Die Debatte über steigende Mieten und Wohnungsnot entwickelt sich in der Schweiz zu einem der dominierenden innenpolitischen Konfliktfelder. In der SRF-«Arena» unter dem Titel «Miet-Irrsinn» prallten Vertreterinnen und Vertreter von SP, SVP, Mitte und Grünen aufeinander – und stritten nicht nur über Zahlen und Instrumente, sondern auch über die grundsätzliche Frage, was den Druck auf dem Mietmarkt überhaupt treibt. Im Zentrum standen die Rolle der Zuwanderung, die Bautätigkeit, die Renditebegrenzung im Mietrecht sowie der Umgang mit mutmasslich überhöhten Mieten.

Die Ausgangslage ist angespannt. In der Schweiz wohnen rund 60 Prozent der Bevölkerung zur Miete. Gemäss einem Mietbarometer, das im Auftrag des Mieterinnen- und Mieterverbandes erstellt wurde, geben rund 40 Prozent der Haushalte mehr als ein Drittel ihres Einkommens für die Miete aus. Damit steigen die Wohnkosten schneller als die Reallöhne; ein immer grösserer Anteil des Budgets fliesst in die Miete. Gleichzeitig sinkt der Anteil leerstehender Wohnungen: Per 1. Juni 2025 waren landesweit weniger als 50'000 Wohnungen unvermietet – statistisch steht nur noch etwa eine von 100 Wohnungen leer. Fällt die Leerwohnungsziffer unter ein Prozent, gilt dies offiziell als Wohnungsnot; diese Schwelle ist derzeit bereits in zahlreichen Kantonen unterschritten.

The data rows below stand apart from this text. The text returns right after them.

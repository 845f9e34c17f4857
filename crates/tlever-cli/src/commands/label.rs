use tlever_reconcile::{LabelCodec, LabelStore};

use crate::cli::NameHashArgs;
use crate::client::{AppContext, CliError, CliResult};

pub(crate) async fn handle_add(ctx: &AppContext<'_>, args: NameHashArgs) -> CliResult<()> {
    let store = store(ctx);
    let written = store
        .add_label(&args.hash, &args.name)
        .await
        .map_err(|err| CliError::from_reconcile(&err))?;
    report(&args, written, "added", "already present");
    Ok(())
}

pub(crate) async fn handle_remove(ctx: &AppContext<'_>, args: NameHashArgs) -> CliResult<()> {
    let store = store(ctx);
    let written = store
        .remove_label(&args.hash, &args.name)
        .await
        .map_err(|err| CliError::from_reconcile(&err))?;
    report(&args, written, "removed", "not present");
    Ok(())
}

fn store<'a>(ctx: &AppContext<'a>) -> LabelStore<'a> {
    LabelStore::new(ctx.session, LabelCodec::from(&ctx.config.general.prefix))
}

fn report(args: &NameHashArgs, written: bool, done: &str, skipped: &str) {
    let state = if written { done } else { skipped };
    println!("{}: label '{}' {state}", args.hash, args.name);
}
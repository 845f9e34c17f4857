//! Renderers for batch summaries, single-torrent changes and status views.

use chrono::{DateTime, Local};
use tlever_reconcile::{BatchReport, StatusSnapshot};

use crate::client::{CliError, CliResult};

const CLEAR_SCREEN: &str = "\x1b[2J\x1b[H";

/// Summary line plus one line per failed torrent.
pub(crate) fn batch_lines<T>(
    operation: &str,
    report: &BatchReport<T>,
    kind: impl Fn(&T) -> &'static str,
) -> Vec<String> {
    let mut counts: Vec<(&'static str, usize)> = Vec::new();
    for (_, outcome) in &report.outcomes {
        let label = kind(outcome);
        match counts.iter_mut().find(|(seen, _)| *seen == label) {
            Some((_, count)) => *count += 1,
            None => counts.push((label, 1)),
        }
    }

    let total = report.outcomes.len() + report.failures.len();
    let mut summary = format!("{operation}: {total} torrents");
    for (label, count) in &counts {
        summary.push_str(&format!(", {count} {label}"));
    }
    summary.push_str(&format!(", {} failed", report.failures.len()));

    let mut lines = vec![summary];
    for failure in &report.failures {
        lines.push(format!(
            "  failed {} ({}): {}",
            failure.hash,
            failure.name,
            failure.error.detail()
        ));
    }
    lines
}

/// Print a batch summary and turn per-torrent failures into exit code 3.
pub(crate) fn render_batch<T>(
    operation: &str,
    report: &BatchReport<T>,
    kind: impl Fn(&T) -> &'static str,
) -> CliResult<()> {
    for line in batch_lines(operation, report, kind) {
        println!("{line}");
    }
    if report.is_clean() {
        Ok(())
    } else {
        Err(CliError::failure(anyhow::anyhow!(
            "{operation} finished with {} failed torrent(s)",
            report.failures.len()
        )))
    }
}

/// Aligned key/value block for a status snapshot.
pub(crate) fn status_lines(status: &StatusSnapshot, refreshed: DateTime<Local>) -> Vec<String> {
    let rows = status.rows();
    let width = rows.iter().map(|(key, _)| key.len()).max().unwrap_or(0);
    let mut lines: Vec<String> = rows
        .into_iter()
        .map(|(key, value)| format!("{key:<width$}  {value}"))
        .collect();
    lines.push(String::new());
    lines.push(format!(
        "updated {} - press q then enter to quit",
        refreshed.format("%H:%M:%S")
    ));
    lines
}

/// Clear the terminal and draw `lines`.
pub(crate) fn redraw(lines: &[String]) {
    print!("{CLEAR_SCREEN}");
    for line in lines {
        println!("{line}");
    }
}

#[cfg(test)]
mod tests {
    use super::*;
    use tlever_reconcile::{LabelCodec, TorrentFailure, project_status};
    use tlever_test_support::fixtures;

    #[test]
    fn summary_counts_outcomes_and_lists_failures() {
        let report = BatchReport {
            outcomes: vec![
                ("a".to_string(), true),
                ("b".to_string(), false),
                ("c".to_string(), true),
            ],
            failures: vec![TorrentFailure {
                hash: "d".into(),
                name: "debian".into(),
                error: tlever_reconcile::ReconcileError::InvalidLabel {
                    label: String::new(),
                    reason: "labels must not be blank",
                },
            }],
        };

        let lines = batch_lines("tag sweep", &report, |moved| {
            if *moved { "moved" } else { "in place" }
        });

        assert_eq!(lines[0], "tag sweep: 4 torrents, 2 moved, 1 in place, 1 failed");
        assert_eq!(lines.len(), 2);
        assert!(lines[1].starts_with("  failed d (debian): invalid label"));
        assert_eq!(render_batch("x", &report, |_| "ok").map_err(|e| e.exit_code()), Err(3));
    }

    #[test]
    fn status_rows_are_aligned() {
        let torrent = fixtures::labelled("h", 0.5, &["%tier-0"]);
        let status = project_status(&torrent, &fixtures::session(), &LabelCodec::new('%', '@', '#'));
        let lines = status_lines(&status, Local::now());
        assert!(lines[0].starts_with("Name      "));
        assert!(lines.iter().any(|line| line == "Tier      0"));
    }
}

SVP-Nationalrat Manfred Bühler führt den Engpass vor allem auf die Zuwanderung zurück. Die Migrationspolitik sei der «Haupttreiber für die Nachfrage», argumentierte er in der Sendung. Würde die Nettozuwanderung auf 20'000 Personen pro Jahr reduziert, liesse der Druck auf dem Mietmarkt rasch nach, so seine These. Mitte-Politikerin Tina Deplazes dagegen verweist auf ein ganzes Bündel struktureller Faktoren: Individualisierung, mehr Ein- und Zweipersonenhaushalte, ein generell gestiegener Wohnraumbedarf sowie die Alterung der Gesellschaft. Zuwanderung erhöhe zwar ebenfalls die Nachfrage und damit die Preise, es handle sich dabei aber um Personen, die auf dem Arbeitsmarkt benötigt würden.

SP-Nationalrätin Jacqueline Badran und Grünen-Nationalrat Michael Töngi legten den Fokus stärker auf die Angebots- und Regulierungsseite. Deplazes macht ein zu tiefes Bautempo für die Knappheit verantwortlich, während Töngi die mangelnde Durchsetzung des Mietrechts kritisiert und eine periodische Überprüfung der Einhaltung der gesetzlichen Vorgaben fordert. Badran wiederum sieht «illegale» Mietüberhöhungen als zentrales Problem und verweist auf den im Schweizer Mietrecht verankerten Rendite-Deckel. Nur in einer «unkontrollierten Immobilienwirtschaft» könnten Vermieter Preise nach oben durchsetzen, etwa wenn Gutverdienende aus dem Ausland ohne Weiteres 7'000 Franken für eine Vierzimmerwohnung bezahlten. Würden die Renditebegrenzungen konsequent durchgesetzt, hätte die Zuwanderung auf die Miethöhen keinen Effekt, hält sie dagegen. Die konträren Lesarten – Nachfragebremsen durch Migrationspolitik auf der einen, striktere Regulierung und mehr Bauaktivität auf der anderen Seite – zeigen, wie weit der politische Konsens bei der Suche nach Antworten auf den «Miet-Irrsinn» derzeit entfernt ist.